Top of Material provided
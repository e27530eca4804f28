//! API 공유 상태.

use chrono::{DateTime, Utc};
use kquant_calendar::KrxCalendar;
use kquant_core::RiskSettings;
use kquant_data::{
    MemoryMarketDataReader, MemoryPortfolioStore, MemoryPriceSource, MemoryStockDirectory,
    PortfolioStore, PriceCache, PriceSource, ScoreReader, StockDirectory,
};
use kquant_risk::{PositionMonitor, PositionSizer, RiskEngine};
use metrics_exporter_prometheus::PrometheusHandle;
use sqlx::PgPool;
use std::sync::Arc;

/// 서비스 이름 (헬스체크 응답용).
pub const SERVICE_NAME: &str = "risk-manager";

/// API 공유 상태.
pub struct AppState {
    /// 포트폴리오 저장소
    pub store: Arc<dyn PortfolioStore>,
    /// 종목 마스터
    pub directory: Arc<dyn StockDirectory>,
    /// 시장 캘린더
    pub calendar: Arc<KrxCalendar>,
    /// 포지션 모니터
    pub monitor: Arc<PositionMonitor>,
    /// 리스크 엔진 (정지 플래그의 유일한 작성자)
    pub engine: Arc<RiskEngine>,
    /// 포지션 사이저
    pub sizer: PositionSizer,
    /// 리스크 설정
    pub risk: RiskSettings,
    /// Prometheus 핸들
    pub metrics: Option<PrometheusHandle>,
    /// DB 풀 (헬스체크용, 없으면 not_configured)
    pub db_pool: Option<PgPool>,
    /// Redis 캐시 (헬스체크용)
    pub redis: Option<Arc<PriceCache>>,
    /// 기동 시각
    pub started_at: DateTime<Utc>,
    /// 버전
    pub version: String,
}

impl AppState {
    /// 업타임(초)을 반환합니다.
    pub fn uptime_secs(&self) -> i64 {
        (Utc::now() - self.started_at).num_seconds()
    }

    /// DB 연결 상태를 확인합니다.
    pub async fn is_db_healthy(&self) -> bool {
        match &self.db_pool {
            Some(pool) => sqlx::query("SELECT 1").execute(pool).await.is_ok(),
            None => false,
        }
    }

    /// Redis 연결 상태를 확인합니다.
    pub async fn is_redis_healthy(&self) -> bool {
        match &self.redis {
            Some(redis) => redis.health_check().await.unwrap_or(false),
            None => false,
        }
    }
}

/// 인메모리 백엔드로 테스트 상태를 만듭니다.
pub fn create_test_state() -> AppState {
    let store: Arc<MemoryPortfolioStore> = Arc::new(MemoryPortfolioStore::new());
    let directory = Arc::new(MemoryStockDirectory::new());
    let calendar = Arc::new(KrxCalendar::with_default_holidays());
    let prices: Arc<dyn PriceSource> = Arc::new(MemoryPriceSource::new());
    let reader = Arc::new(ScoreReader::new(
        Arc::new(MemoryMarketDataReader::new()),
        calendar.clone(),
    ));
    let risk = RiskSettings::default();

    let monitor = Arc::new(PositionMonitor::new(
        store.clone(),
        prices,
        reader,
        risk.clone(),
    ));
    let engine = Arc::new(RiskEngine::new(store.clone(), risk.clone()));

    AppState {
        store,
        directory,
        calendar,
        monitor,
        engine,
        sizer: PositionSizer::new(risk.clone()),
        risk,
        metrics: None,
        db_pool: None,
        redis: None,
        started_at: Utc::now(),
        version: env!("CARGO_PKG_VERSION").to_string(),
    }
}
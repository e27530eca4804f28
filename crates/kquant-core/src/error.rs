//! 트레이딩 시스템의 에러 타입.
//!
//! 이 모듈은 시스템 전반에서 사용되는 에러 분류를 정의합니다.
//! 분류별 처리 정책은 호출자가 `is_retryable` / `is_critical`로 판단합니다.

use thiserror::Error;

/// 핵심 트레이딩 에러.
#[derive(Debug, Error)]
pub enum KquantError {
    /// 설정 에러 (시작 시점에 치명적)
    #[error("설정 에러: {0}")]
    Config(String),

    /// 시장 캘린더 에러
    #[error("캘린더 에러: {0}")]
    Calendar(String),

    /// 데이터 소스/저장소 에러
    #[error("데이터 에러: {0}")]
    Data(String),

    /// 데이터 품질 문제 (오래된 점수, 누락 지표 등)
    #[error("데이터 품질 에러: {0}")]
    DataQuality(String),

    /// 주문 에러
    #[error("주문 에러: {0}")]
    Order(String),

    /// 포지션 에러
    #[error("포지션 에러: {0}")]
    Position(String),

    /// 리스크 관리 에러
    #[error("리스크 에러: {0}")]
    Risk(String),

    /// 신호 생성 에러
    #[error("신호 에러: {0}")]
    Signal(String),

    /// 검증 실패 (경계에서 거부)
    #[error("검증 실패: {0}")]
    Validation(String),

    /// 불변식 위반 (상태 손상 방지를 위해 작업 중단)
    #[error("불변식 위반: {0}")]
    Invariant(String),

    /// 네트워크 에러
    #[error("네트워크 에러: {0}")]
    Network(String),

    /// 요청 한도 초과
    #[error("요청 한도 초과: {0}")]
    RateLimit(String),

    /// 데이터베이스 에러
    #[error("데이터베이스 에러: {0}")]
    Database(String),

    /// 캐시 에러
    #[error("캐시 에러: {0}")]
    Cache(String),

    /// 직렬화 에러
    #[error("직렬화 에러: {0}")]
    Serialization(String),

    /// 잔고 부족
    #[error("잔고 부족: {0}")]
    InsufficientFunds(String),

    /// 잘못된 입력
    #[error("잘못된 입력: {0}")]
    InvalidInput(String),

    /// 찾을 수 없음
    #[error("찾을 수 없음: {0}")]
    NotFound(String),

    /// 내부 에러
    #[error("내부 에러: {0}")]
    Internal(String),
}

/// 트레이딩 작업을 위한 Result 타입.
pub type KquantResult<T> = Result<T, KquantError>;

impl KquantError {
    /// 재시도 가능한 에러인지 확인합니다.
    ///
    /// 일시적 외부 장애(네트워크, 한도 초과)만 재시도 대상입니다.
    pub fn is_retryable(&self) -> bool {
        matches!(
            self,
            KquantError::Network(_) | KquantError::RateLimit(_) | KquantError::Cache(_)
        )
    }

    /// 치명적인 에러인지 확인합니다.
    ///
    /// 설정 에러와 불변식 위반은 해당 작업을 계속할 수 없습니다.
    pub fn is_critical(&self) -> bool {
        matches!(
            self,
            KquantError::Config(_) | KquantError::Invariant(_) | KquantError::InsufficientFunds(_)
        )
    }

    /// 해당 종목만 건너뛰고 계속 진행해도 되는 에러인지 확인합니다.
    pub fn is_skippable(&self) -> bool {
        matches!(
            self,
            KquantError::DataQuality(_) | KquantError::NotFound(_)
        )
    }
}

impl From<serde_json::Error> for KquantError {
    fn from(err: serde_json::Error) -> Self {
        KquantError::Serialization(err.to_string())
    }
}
Bottom of Material provided
* _Activity_: All lines from the beginning of the entries through the line marked "let prices: Arc<dyn" are to be output exactly; nothing else belongs in the answer.

* _Final answer_:
repository e27530eca4804f28
//! API 공유 상태.

use chrono::{DateTime, Utc};
use kquant_calendar::KrxCalendar;
use kquant_core::RiskSettings;
use kquant_data::{
    MemoryMarketDataReader, MemoryPortfolioStore, MemoryPriceSource, MemoryStockDirectory,
    PortfolioStore, PriceCache, PriceSource, ScoreReader, StockDirectory,
};
use kquant_risk::{PositionMonitor, PositionSizer, RiskEngine};
use metrics_exporter_prometheus::PrometheusHandle;
use sqlx::PgPool;
use std::sync::Arc;

/// 서비스 이름 (헬스체크 응답용).
pub const SERVICE_NAME: &str = "risk-manager";

/// API 공유 상태.
pub struct AppState {
    /// 포트폴리오 저장소
    pub store: Arc<dyn PortfolioStore>,
    /// 종목 마스터
    pub directory: Arc<dyn StockDirectory>,
    /// 시장 캘린더
    pub calendar: Arc<KrxCalendar>,
    /// 포지션 모니터
    pub monitor: Arc<PositionMonitor>,
    /// 리스크 엔진 (정지 플래그의 유일한 작성자)
    pub engine: Arc<RiskEngine>,
    /// 포지션 사이저
    pub sizer: PositionSizer,
    /// 리스크 설정
    pub risk: RiskSettings,
    /// Prometheus 핸들
    pub metrics: Option<PrometheusHandle>,
    /// DB 풀 (헬스체크용, 없으면 not_configured)
    pub db_pool: Option<PgPool>,
    /// Redis 캐시 (헬스체크용)
    pub redis: Option<Arc<PriceCache>>,
    /// 기동 시각
    pub started_at: DateTime<Utc>,
    /// 버전
    pub version: String,
}

impl AppState {
    /// 업타임(초)을 반환합니다.
    pub fn uptime_secs(&self) -> i64 {
        (Utc::now() - self.started_at).num_seconds()
    }

    /// DB 연결 상태를 확인합니다.
    pub async fn is_db_healthy(&self) -> bool {
        match &self.db_pool {
            Some(pool) => sqlx::query("SELECT 1").execute(pool).await.is_ok(),
            None => false,
        }
    }

    /// Redis 연결 상태를 확인합니다.
    pub async fn is_redis_healthy(&self) -> bool {
        match &self.redis {
            Some(redis) => redis.health_check().await.unwrap_or(false),
            None => false,
        }
    }
}

/// 인메모리 백엔드로 테스트 상태를 만듭니다.
pub fn create_test_state() -> AppState {
    let store: Arc<MemoryPortfolioStore> = Arc::new(MemoryPortfolioStore::new());
    let directory = Arc::new(MemoryStockDirectory::new());
    let calendar = Arc::new(KrxCalendar::with_default_holidays());
    let prices: Arc<dyn PriceSource> = Arc::new(MemoryPriceSource::new());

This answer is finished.